CASE STUDY • ‘Hydro-point’ – The Forgotten and Unspoken Entity in Hydropneumothorax
Source: AJUM November 2021;24(4);246-248
CASE REPORT
A 30-year-old chronic smoker presented to the emergency department with a history of breathlessness, cough with expectoration, and right-sided chest pain for the past four days. On initial assessment, the patient’s saturation was low (50% in room air), and right-sided air entry was absent.
After starting the patient on high flow oxygen saturation improved to 90%. Other assessments and vital signs were normal.
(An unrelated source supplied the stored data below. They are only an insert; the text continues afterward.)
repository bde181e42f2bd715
//! Write-path glue: report text → extracted record → drug test record.
//!
//! Every call works on a copy of the record and commits only on success, so
//! a failed parse or rejected transition never leaves a half-written record.
//! Medications are read fresh from the [`MedicationSource`] on every call.

use std::collections::BTreeSet;

use thiserror::Error;
use uuid::Uuid;

use crate::config::{ConfigError, PipelineConfig};
use crate::models::{
    CanonicalSubstance, DrugTestRecord, ExtractedLabRecord, MedicationEntry, ScreeningStatus,
};
use crate::pipeline::classification::Classification;
use crate::pipeline::extraction::{review_warnings, ExtractionError, ExtractionWarning, ReportExtractor};
use crate::pipeline::workflow::{self, WorkflowError};

// ---------------------------------------------------------------------------
// Collaborators
// ---------------------------------------------------------------------------

#[derive(Error, Debug, Clone, PartialEq, Eq)]
pub enum LookupError {
    #[error("Client {0} not found")]
    ClientNotFound(Uuid),

    #[error("Medication source unavailable: {0}")]
    Unavailable(String),
}

/// Point-in-time read of a client's medication list. An empty list is a
/// valid answer, not a miss.
pub trait MedicationSource {
    fn read_medications(&self, client_id: Uuid) -> Result<Vec<MedicationEntry>, LookupError>;
}

impl<F> MedicationSource for F
where
    F: Fn(Uuid) -> Result<Vec<MedicationEntry>, LookupError>,
{
    fn read_medications(&self, client_id: Uuid) -> Result<Vec<MedicationEntry>, LookupError> {
        self(client_id)
    }
}

// ---------------------------------------------------------------------------
// Error and result types
// ---------------------------------------------------------------------------

#[derive(Debug, Error)]
pub enum PipelineError {
    #[error("Extraction failed: {0}")]
    Extraction(#[from] ExtractionError),

    #[error("Workflow rejected the write: {0}")]
    Workflow(#[from] WorkflowError),

    #[error("Configuration error: {0}")]
    Config(#[from] ConfigError),
}

/// What an ingest did to the record.
#[derive(Debug, Clone)]
pub struct IngestOutcome {
    pub extracted: ExtractedLabRecord,
    /// `None` when the medication lookup missed and classification was left
    /// as it was.
    pub classification: Option<Classification>,
    pub confirmations_recorded: usize,
    pub warnings: Vec<ExtractionWarning>,
    pub status: ScreeningStatus,
}

// ---------------------------------------------------------------------------
// Processor
// ---------------------------------------------------------------------------

pub struct ScreeningProcessor<M: MedicationSource> {
    extractor: ReportExtractor,
    medications: M,
}

impl<M: MedicationSource> ScreeningProcessor<M> {
    pub fn new(config: PipelineConfig, medications: M) -> Result<Self, ConfigError> {
        Ok(Self {
            extractor: ReportExtractor::new(config)?,
            medications,
        })
    }

    pub fn with_extractor(extractor: ReportExtractor, medications: M) -> Self {
        Self {
            extractor,
            medications,
        }
    }

    /// Medications for the record's client; a miss is logged and `None`.
    fn lookup(&self, record: &DrugTestRecord) -> Option<Vec<MedicationEntry>> {
        match self.medications.read_medications(record.client_id) {
            Ok(meds) => Some(meds),
            Err(e) => {
                tracing::warn!(
                    record_id = %record.id,
                    client_id = %record.client_id,
                    error = %e,
                    "Medication lookup missed; keeping previous classification"
                );
                None
            }
        }
    }

    /// Parse a report and merge it into `record`.
    ///
    /// Before confirmation is requested the report supplies the screen
    /// (detected substances, dilution, kind, collection time) and the record
    /// is classified. While confirmation is pending only its confirmation
    /// lines are used. A complete record is never touched.
    pub fn ingest_report(
        &self,
        record: &mut DrugTestRecord,
        text: &str,
    ) -> Result<IngestOutcome, PipelineError> {
        if record.is_complete {
            return Err(WorkflowError::RecordComplete(record.id).into());
        }

        let extracted = self.extractor.extract(text).inspect_err(|e| {
            tracing::warn!(record_id = %record.id, error = %e, "Report rejected");
        })?;
        let warnings = review_warnings(&extracted);
        if !warnings.is_empty() {
            tracing::info!(record_id = %record.id, warnings = ?warnings, "Extracted report needs review");
        }

        let mut working = record.clone();
        let mut classification = None;
        let mut confirmations_recorded = 0;

        match working.screening_status {
            ScreeningStatus::Collected | ScreeningStatus::Screened => {
                let Some(meds) = self.lookup(&working) else {
                    return Ok(IngestOutcome {
                        extracted,
                        classification: None,
                        confirmations_recorded: 0,
                        warnings,
                        status: record.screening_status,
                    });
                };
                merge_screen_fields(&mut working, &extracted);
                classification = Some(workflow::record_screen(
                    &mut working,
                    extracted.detected_substances().clone(),
                    &meds,
                )?);
                if !extracted.confirmation_results().is_empty() {
                    tracing::debug!(
                        record_id = %working.id,
                        count = extracted.confirmation_results().len(),
                        "Confirmation lines ignored until confirmation is requested"
                    );
                }
            }
            ScreeningStatus::ConfirmationPending => {
                confirmations_recorded = ingest_confirmations(&mut working, &extracted)?;
            }
            ScreeningStatus::Complete => {
                return Err(WorkflowError::RecordComplete(working.id).into());
            }
        }

        *record = working;
        tracing::info!(
            record_id = %record.id,
            status = %record.screening_status,
            confirmations_recorded,
            "Report ingested"
        );
        Ok(IngestOutcome {
            extracted,
            classification,
            confirmations_recorded,
            warnings,
            status: record.screening_status,
        })
    }

    /// Author-set screen results, classified against current medications.
    /// Returns `None` on a lookup miss, leaving the record unchanged.
    pub fn record_screen(
        &self,
        record: &mut DrugTestRecord,
        detected: BTreeSet<CanonicalSubstance>,
    ) -> Result<Option<Classification>, PipelineError> {
        if record.is_complete {
            return Err(WorkflowError::RecordComplete(record.id).into());
        }
        let Some(meds) = self.lookup(record) else {
            return Ok(None);
        };
        let mut working = record.clone();
        let classification = workflow::record_screen(&mut working, detected, &meds)?;
        *record = working;
        Ok(Some(classification))
    }

    /// Recompute after a medication change. Only screened records awaiting a
    /// decision are recomputed; anything else keeps its classification,
    /// complete records above all.
    pub fn reclassify(
        &self,
        record: &mut DrugTestRecord,
    ) -> Result<Option<Classification>, PipelineError> {
        if record.screening_status != ScreeningStatus::Screened || record.is_complete {
            tracing::debug!(
                record_id = %record.id,
                status = %record.screening_status,
                "Reclassification skipped"
            );
            return Ok(None);
        }
        let Some(meds) = self.lookup(record) else {
            return Ok(None);
        };
        Ok(Some(workflow::reclassify(record, &meds)?))
    }
}

/// Copy screen-level facts from a parsed report. An existing collection time
/// is kept; the report only fills it in.
fn merge_screen_fields(record: &mut DrugTestRecord, extracted: &ExtractedLabRecord) {
    record.is_dilute = extracted.is_dilute();
    record.report_kind = Some(extracted.report_kind());
    if record.collected_at.is_none() {
        record.collected_at = extracted.collection_instant();
    }
}

/// Record every parsed confirmation that answers a pending substance.
fn ingest_confirmations(
    record: &mut DrugTestRecord,
    extracted: &ExtractedLabRecord,
) -> Result<usize, WorkflowError> {
    let mut recorded = 0;
    for finding in extracted.confirmation_results() {
        if record.is_complete {
            break;
        }
        let pending = record.confirmation_substances.contains(&finding.substance)
            && record.confirmation_outcome(finding.substance).is_none();
        if !pending {
            tracing::debug!(
                record_id = %record.id,
                substance = %finding.substance,
                "Confirmation line does not answer a pending substance"
            );
            continue;
        }
        workflow::record_confirmation(record, (*finding).into())?;
        recorded += 1;
    }
    Ok(recorded)
}
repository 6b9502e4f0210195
pub(crate) mod json;

pub use json::*;
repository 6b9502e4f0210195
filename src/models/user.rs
use crate::models::Role;
use serde::{Deserialize, Serialize};
use uuid::Uuid;

#[derive(Debug, Clone, PartialEq, Serialize, Deserialize)]
pub struct User {
    pub id: Uuid, // assigned by the caller, not generated here
    pub first_name: String,
    pub last_name: String,
    pub email: String,
    pub role: Vec<Role>,
}
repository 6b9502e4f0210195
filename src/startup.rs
use crate::db::UserStore;
use crate::routes;
use actix_cors::Cors;
use actix_web::{dev::Server, error, http, web, App, HttpServer};
use std::net::TcpListener;
use tracing_actix_web::TracingLogger;

pub async fn run(listener: TcpListener, store: UserStore) -> Result<Server, std::io::Error> {
    let store = web::Data::new(store);

    let json_config = web::JsonConfig::default().error_handler(|err, _req| {
        let msg: String = match err {
            error::JsonPayloadError::Deserialize(err) => format!(
                "{{\"kind\":\"deserialize\",\"line\":{}, \"column\":{}, \"msg\":\"{}\"}}",
                err.line(),
                err.column(),
                err
            ),
            _ => format!("{{\"kind\":\"other\",\"msg\":\"{}\"}}", err),
        };
        error::InternalError::new(msg, http::StatusCode::BAD_REQUEST).into()
    });

    let server = HttpServer::new(move || {
        App::new()
            .wrap(TracingLogger::default())
            .wrap(Cors::permissive())
            .service(web::scope("/health_check").service(routes::health_check))
            .service(
                web::scope("/api/users")
                    .service(routes::user::list_handler)
                    .service(routes::user::item_handler)
                    .service(routes::user::add_handler)
                    .service(routes::user::delete_handler),
            )
            .app_data(json_config.clone())
            .app_data(store.clone())
    })
    .listen(listener)?
    .run();

    Ok(server)
}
Lung point-of-care ultrasound (POCUS) showed hydro-point, dynamic air–fluid interface (DAFI) sign and a characteristic triple sign, namely barcode sign/stratosphere sign, hydro-point and sinusoidal pattern in right lung. These features are seen in effusive pneumothorax, namely hydropneumothorax, hemopneumothorax and pyopneumothorax.
Chest X-ray findings – Chest X-ray showed air–fluid level, which confirmed effusive pneumothorax as predicted by POCUS.
A right-sided intercostal tube drainage (ICD) was inserted, which had a gush of air and straw-colored fluid confirming it as hydropneumothorax, followed by a CXR to check for tube position. The patient’s saturation improved to 96% and was symptomatically better after ICD. Baseline workup showed raised white blood cell counts. Sputum acid-fast bacilli staining (AFB) was positive for mycobacterium tuberculosis. The patient’s pleural fluid culture–sputum culture turned out to be positive for pseudomonas aeruginosa and klebsiella pneumoniae co-infection and he was started on appropriate antibiotic therapy. The final diagnosis was tubercular hydropneumothorax with secondary bacterial infections.
DISCUSSION
The authors discuss the simultaneous demonstration on lung ultrasound signs of pneumothorax in the nondependent zone and pleural effusion signs in the dependent zone and suggest that this pattern may hint towards hydropneumothorax.
They describe the ultrasound technique for confirming hydropneumothorax at the bedside, by slowly screening the lung with ultrasound in the caudocranial direction in sitting position from the effusion zone.
At the air–fluid interface level one can see hyperechoic anechoic dynamic image subpleurally, which is called hydro-point and DAFI sign. Thus, if such a pattern of barcode sign or absent lung sliding in the non-dependent zone, hydro-point at interface zone and pleural effusion/sinusoidal pattern in the dependent zone are seen, hydropneumothorax can be diagnosed at the bedside.
The authors also commented that ultrasound in peripherally located larger lung abscess may also show hydro-point, which requires further ultrasonographic research studies.
Finally, they discuss the potential benefit of using these signs when scanning patients with lung ultrasound in India, since the most common cause of hydropneumothorax in India is tuberculosis. Other causes of hydropneumothorax are necrotizing bacterial pneumonia, obstructive lung disease, bronchopleural fistula, esophago-pleural fistula, prior lung surgery, lung malignancy, iatrogenic causes, chest trauma, cystic lung disease, pulmonary infarction, post-partial pneumonectomy and rarely connective tissue disorders.